Alek and Deryn are two very different teenagers, thrown together during the First World War. Alek's a reluctant heir to an empire, while Deryn is masquerading as a boy just so she can fly in the British Air Service. Both are headstrong, brave and determined, and both are instrumental in the outcome of the war. I must admit that I enjoyed Alek's narrative more than Deryn's. It flowed easier, and his journey across the country was marginally more interesting than her time aboard the Leviathan aircraft. Westerfeld's decision to tell two stories from two perspectives was quite a genius move -- when you have characters that good, there's never a doubt that they can hold their own.
The action in Leviathan is non-stop, with one threat or another always lurking around the corner. Whether it be German Clanker machines hot on their tail, or the fear of being kicked out of the air service, things are never quiet for Alek and Deryn, and they never take anything lightly. I honestly can't think of a better introduction to Scott Westerfeld, and all I'm wondering is: when can I get my hands on a copy of Behemoth?
on 27 October 2009
Steampunk is definitely "in" today, gearing its way into fashion, comics, TV-land, bar-scenes, and, not least, YA fiction. This book is a prime example, set in 1914 and the start of the Great War, where history has taken a left turn to the development of not just steam-powered vehicles of war, but also to great advances in genetics, based on the studies of Darwin, who in this world took his original concepts much further that ours, leading to the development of large numbers of very strange beasties. The divide between the great European powers thus becomes the war between the Darwinists and the Clankers.
Our two protagonists couldn't be more different. Deryn is a young girl who definitely knows that she wants to be part of the British Air Force, riding the great hydrogen-filled animals that dwarf the conventional zeppelins, and works hard to fulfill that dream by not just disguising her sex (of course women are not allowed in such jobs in Victorian England!), but working diligently at both the academics of aerodynamics and navigation and carefully studying and mimicking the attitudes, walks, and speech patterns of the men around her. Alek is the son of Archduke Ferdinand, somewhat spoiled by having everything that riches can buy but who has also been carefully trained in the niceties of court politics and traditional fighting techniques, who suddenly has the rug jerked from beneath the fabric of his life when his parents are assassinated, and having to find out just what he truly believes in and what his goals in life are while on the run from forces intent on eliminating the last potential heir to the Austrian-Hungarian throne (shades of Paul Atreides, anyone?).
While it's obvious from the start that these two people will eventually meet, there's plenty of suspense and good old-fashioned action, with a couple of aerial battles that do much to highlight both the pluses and minuses of the competing technologies. Westerfeld does not neglect his side characters during all of this, drawing very competent pictures of a certain `boffin' (scientist) and an old hard-line Count. And there are marvelous illustrations by Keith Thompson throughout this book that give the reader concrete visualizations of the action, beasties, and machines.

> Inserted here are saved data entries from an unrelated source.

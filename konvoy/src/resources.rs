/*
 * Translation between konvoy apps and the Kubernetes objects backing them:
 * a Deployment, a ConfigMap holding the env and, for routable apps, a
 * Service.  All objects are named after the app.
 */

use crate::cluster::ServiceRequest;
use crate::errors::{Error, Result};
use konvoy_api as api;

use k8s_openapi::api::apps::v1::Deployment as KubeDeployment;
use k8s_openapi::api::apps::v1::DeploymentSpec as KubeDeploymentSpec;
use k8s_openapi::api::core::v1::ConfigMap as KubeConfigMap;
use k8s_openapi::api::core::v1::ConfigMapEnvSource;
use k8s_openapi::api::core::v1::Container;
use k8s_openapi::api::core::v1::ContainerPort;
use k8s_openapi::api::core::v1::EnvFromSource;
use k8s_openapi::api::core::v1::HTTPGetAction;
use k8s_openapi::api::core::v1::LocalObjectReference;
use k8s_openapi::api::core::v1::PodSpec;
use k8s_openapi::api::core::v1::PodTemplateSpec;
use k8s_openapi::api::core::v1::Probe;
use k8s_openapi::api::core::v1::ResourceRequirements;
use k8s_openapi::api::core::v1::Service as KubeService;
use k8s_openapi::api::core::v1::ServicePort;
use k8s_openapi::api::core::v1::ServiceSpec;
use k8s_openapi::apimachinery::pkg::api::resource::Quantity;
use k8s_openapi::apimachinery::pkg::apis::meta::v1::LabelSelector;
use k8s_openapi::apimachinery::pkg::util::intstr::IntOrString;
use kube::api::ObjectMeta;
use serde_json::{json, Value};
use sha2::{Digest, Sha256};
use std::collections::BTreeMap;

pub const APP_LABEL: &str = "app";
pub const MANAGED_BY_LABEL: &str = "app.kubernetes.io/managed-by";
pub const MANAGED_BY: &str = "konvoy";
pub const CHANGE_CAUSE_ANNOTATION: &str = "kubernetes.io/change-cause";
pub const DOMAINS_ANNOTATION: &str = "konvoy.io/domains";
pub const CONFIG_HASH_ANNOTATION: &str = "konvoy.io/config-hash";

pub fn default_labels(name: &str) -> BTreeMap<String, String> {
    let mut labels = BTreeMap::new();

    labels.insert(String::from(APP_LABEL), name.to_string());
    labels.insert(String::from(MANAGED_BY_LABEL), String::from(MANAGED_BY));
    labels
}

fn metadata(namespace: &str, name: &str) -> ObjectMeta {
    ObjectMeta{
	name: Some(name.to_string()),
	namespace: Some(namespace.to_string()),
	labels: Some(default_labels(name)),
	..Default::default()
    }
}

pub fn parse_port(app: &str, port: &str) -> Result<i32> {
    port.trim().parse::<i32>()
	.map_err(|_| Error::Other(format!("app '{}' has an invalid PORT `{}`", app, port)))
}

fn limits(resources: &api::Resources) -> Option<BTreeMap<String, Quantity>> {
    let mut limits = BTreeMap::new();

    if let Some(cpu) = &resources.cpu {
	limits.insert(String::from("cpu"), Quantity(cpu.clone()));
    }
    if let Some(mem) = &resources.mem {
	limits.insert(String::from("memory"), Quantity(mem.clone()));
    }
    if limits.is_empty() { None } else { Some(limits) }
}

/*
 * The deployment for an app.  Its env comes from the app's ConfigMap; a
 * config change only touches the pod template through the config hash.
 */
pub fn build_deployment(namespace: &str, app: &api::AppSpec, change_cause: &str) -> Result<KubeDeployment> {
    let image = app.image_ref().ok_or_else(|| Error::MissingImage(app.name.clone()))?;
    let port = match app.port() {
	Some(port) => Some(parse_port(&app.name, port)?),
	None => None,
    };

    let liveness_probe = match (&app.liveness_health_check, port) {
	(None, _) => None,
	(Some(path), Some(port)) => Some(Probe{
	    http_get: Some(HTTPGetAction{
		path: Some(path.clone()),
		port: IntOrString::Int(port),
		..Default::default()
	    }),
	    ..Default::default()
	}),
	(Some(_), None) => return Err(Error::MissingPort(app.name.clone())),
    };

    let container = Container{
	name: app.name.clone(),
	image: Some(image),
	env_from: Some(vec![EnvFromSource{
	    config_map_ref: Some(ConfigMapEnvSource{
		name: app.name.clone(),
		optional: Some(true),
	    }),
	    ..Default::default()
	}]),
	ports: port.map(|port| vec![ContainerPort{ container_port: port, ..Default::default() }]),
	liveness_probe,
	resources: app.resources.as_ref().and_then(limits).map(|limits| ResourceRequirements{
	    limits: Some(limits),
	    ..Default::default()
	}),
	..Default::default()
    };

    let mut metadata = metadata(namespace, &app.name);
    metadata.annotations = Some(BTreeMap::from([
	(String::from(CHANGE_CAUSE_ANNOTATION), change_cause.to_string()),
    ]));

    Ok(KubeDeployment{
	metadata,
	spec: Some(KubeDeploymentSpec{
	    selector: LabelSelector{
		match_labels: Some(BTreeMap::from([(String::from(APP_LABEL), app.name.clone())])),
		..Default::default()
	    },
	    template: PodTemplateSpec{
		metadata: Some(ObjectMeta{
		    labels: Some(default_labels(&app.name)),
		    ..Default::default()
		}),
		spec: Some(PodSpec{
		    containers: vec![container],
		    image_pull_secrets: app.image_pull_secret.as_ref().map(|secret| vec![LocalObjectReference{
			name: secret.clone(),
		    }]),
		    ..Default::default()
		}),
	    },
	    ..Default::default()
	}),
	..Default::default()
    })
}

pub fn build_service(namespace: &str, request: &ServiceRequest) -> KubeService {
    let mut metadata = metadata(namespace, &request.name);
    metadata.annotations = Some(BTreeMap::from([
	(String::from(DOMAINS_ANNOTATION), request.domains.join(",")),
    ]));

    KubeService{
	metadata,
	spec: Some(ServiceSpec{
	    selector: Some(BTreeMap::from([(String::from(APP_LABEL), request.name.clone())])),
	    ports: Some(vec![ServicePort{
		name: Some(String::from("http")),
		port: request.port,
		target_port: Some(IntOrString::Int(request.port)),
		..Default::default()
	    }]),
	    ..Default::default()
	}),
	..Default::default()
    }
}

pub fn build_config_map(namespace: &str, name: &str, config: &BTreeMap<String, String>) -> KubeConfigMap {
    KubeConfigMap{
	metadata: metadata(namespace, name),
	data: Some(config.clone()),
	..Default::default()
    }
}

/*
 * Digest of the data written to an app's ConfigMap.
 */
pub fn config_hash(config: &BTreeMap<String, String>) -> String {
    let mut hasher = Sha256::new();

    for (key, value) in config {
	hasher.update((key.len() as u64).to_le_bytes());
	hasher.update(key.as_bytes());
	hasher.update((value.len() as u64).to_le_bytes());
	hasher.update(value.as_bytes());
	hasher.update(b"\n");
    }
    format!("{:x}", hasher.finalize())
}

/*
 * Merge patch moving the pod template onto a new config hash.  Pods read
 * their env once at start, so the rollout is what makes them see it.
 */
pub fn config_hash_patch(hash: &str) -> Value {
    json!({
	"spec": {
	    "template": {
		"metadata": {
		    "annotations": { CONFIG_HASH_ANNOTATION: hash }
		}
	    }
	}
    })
}

fn domains_of(service: &KubeService) -> Vec<String> {
    service.metadata.annotations.as_ref()
	.and_then(|annotations| annotations.get(DOMAINS_ANNOTATION))
	.map(|domains| domains.split(',').filter(|d| !d.is_empty()).map(String::from).collect())
	.unwrap_or_default()
}

/*
 * Reads an app back from its live objects.  Returns None when the
 * deployment has no container to look at.
 */
pub fn observed_app(namespace: &str,
		    deployment: &KubeDeployment,
		    service: Option<&KubeService>,
		    config: BTreeMap<String, String>) -> Option<api::ObservedApp> {
    let name = deployment.metadata.name.clone()?;
    let container = deployment.spec.as_ref()?
	.template.spec.as_ref()?
	.containers.first()?;

    let image = api::ImageRef::parse(container.image.as_deref().unwrap_or_default());
    let liveness_health_check = container.liveness_probe.as_ref()
	.and_then(|probe| probe.http_get.as_ref())
	.and_then(|http_get| http_get.path.clone());
    let resources = container.resources.as_ref()
	.and_then(|resources| resources.limits.as_ref())
	.map(|limits| api::Resources{
	    cpu: limits.get("cpu").map(|q| q.0.clone()),
	    mem: limits.get("memory").map(|q| q.0.clone()),
	});

    Some(api::ObservedApp{
	name,
	namespace: namespace.to_string(),
	image: image.image,
	image_tag: image.tag,
	env: config,
	routable: service.is_some(),
	domains: service.map(domains_of).unwrap_or_default(),
	liveness_health_check,
	resources,
    })
}

#[cfg(test)]
mod tests {
    use super::*;

    fn app() -> api::AppSpec {
	api::AppSpec{
	    name: "web".to_string(),
	    image: Some("ghcr.io/shop/web".to_string()),
	    image_tag: Some("v1".to_string()),
	    env: BTreeMap::from([("PORT".to_string(), Some("8080".to_string()))]),
	    image_pull_secret: Some("ghcr".to_string()),
	    liveness_health_check: Some("/health".to_string()),
	    ..Default::default()
	}
    }

    #[test]
    fn test_build_deployment() {
	let deployment = build_deployment("shop", &app(), "konvoy: create web").unwrap();

	let annotations = deployment.metadata.annotations.clone().unwrap();
	assert_eq!(annotations.get(CHANGE_CAUSE_ANNOTATION).map(String::as_str), Some("konvoy: create web"));
	assert_eq!(deployment.metadata.namespace.as_deref(), Some("shop"));

	let pod = deployment.spec.unwrap().template.spec.unwrap();
	assert_eq!(pod.image_pull_secrets.unwrap()[0].name, "ghcr");

	let container = &pod.containers[0];
	assert_eq!(container.image.as_deref(), Some("ghcr.io/shop/web:v1"));
	assert_eq!(container.ports.as_ref().unwrap()[0].container_port, 8080);
	let probe = container.liveness_probe.as_ref().unwrap().http_get.as_ref().unwrap();
	assert_eq!(probe.port, IntOrString::Int(8080));
	assert!(container.resources.is_none());
    }

    #[test]
    fn test_health_check_needs_port() {
	let mut app = app();
	app.env.clear();
	assert!(matches!(build_deployment("shop", &app, ""), Err(Error::MissingPort(_))));

	app.env.insert("PORT".to_string(), Some("http".to_string()));
	assert!(matches!(build_deployment("shop", &app, ""), Err(Error::Other(_))));
    }

    #[test]
    fn test_observed_app_round_trips_deployment() {
	let mut app = app();
	app.resources = Some(api::Resources{ cpu: None, mem: Some("1Gi".to_string()) });
	let deployment = build_deployment("shop", &app, "").unwrap();

	let observed = observed_app("shop", &deployment, None, app.config()).unwrap();
	assert_eq!(observed.image, "ghcr.io/shop/web");
	assert_eq!(observed.image_tag, "v1");
	assert!(!observed.routable);
	assert_eq!(observed.resources, app.resources);
	assert_eq!(observed.liveness_health_check.as_deref(), Some("/health"));
    }

    #[test]
    fn test_config_hash_follows_content() {
	let config = BTreeMap::from([("A".to_string(), "1".to_string()), ("B".to_string(), "2".to_string())]);
	let same = BTreeMap::from([("B".to_string(), "2".to_string()), ("A".to_string(), "1".to_string())]);
	let shifted = BTreeMap::from([("A".to_string(), "1B".to_string()), ("".to_string(), "2".to_string())]);

	assert_eq!(config_hash(&config), config_hash(&same));
	assert_ne!(config_hash(&config), config_hash(&shifted));
	assert_eq!(config_hash(&config).len(), 64);

	let patch = config_hash_patch("abc");
	assert_eq!(patch["spec"]["template"]["metadata"]["annotations"][CONFIG_HASH_ANNOTATION], "abc");
    }

    #[test]
    fn test_service_carries_domains() {
	let request = ServiceRequest{
	    name: "web".to_string(),
	    port: 8080,
	    domains: vec!["a.example.com".to_string(), "b.example.com".to_string()],
	};
	let service = build_service("shop", &request);

	assert_eq!(domains_of(&service), request.domains);
	assert_eq!(service.spec.unwrap().ports.unwrap()[0].port, 8080);
    }
}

Also not neglected are the inherent problems of class-dominated societies. While this aspect of the portrayed world is not dwelled upon to excess, it definitely shows in the attitudes and thoughts of all the characters, and forms a sub-text to the maturation of both Deryn and Alek.
The ending is a little weak, seeming to just stop in the middle of the story, but I can't consider this too great a negative, as this is always something of problem with planned multi-book stories. But the rest of the story better appear soon; after this first taste, I'm hungry for more.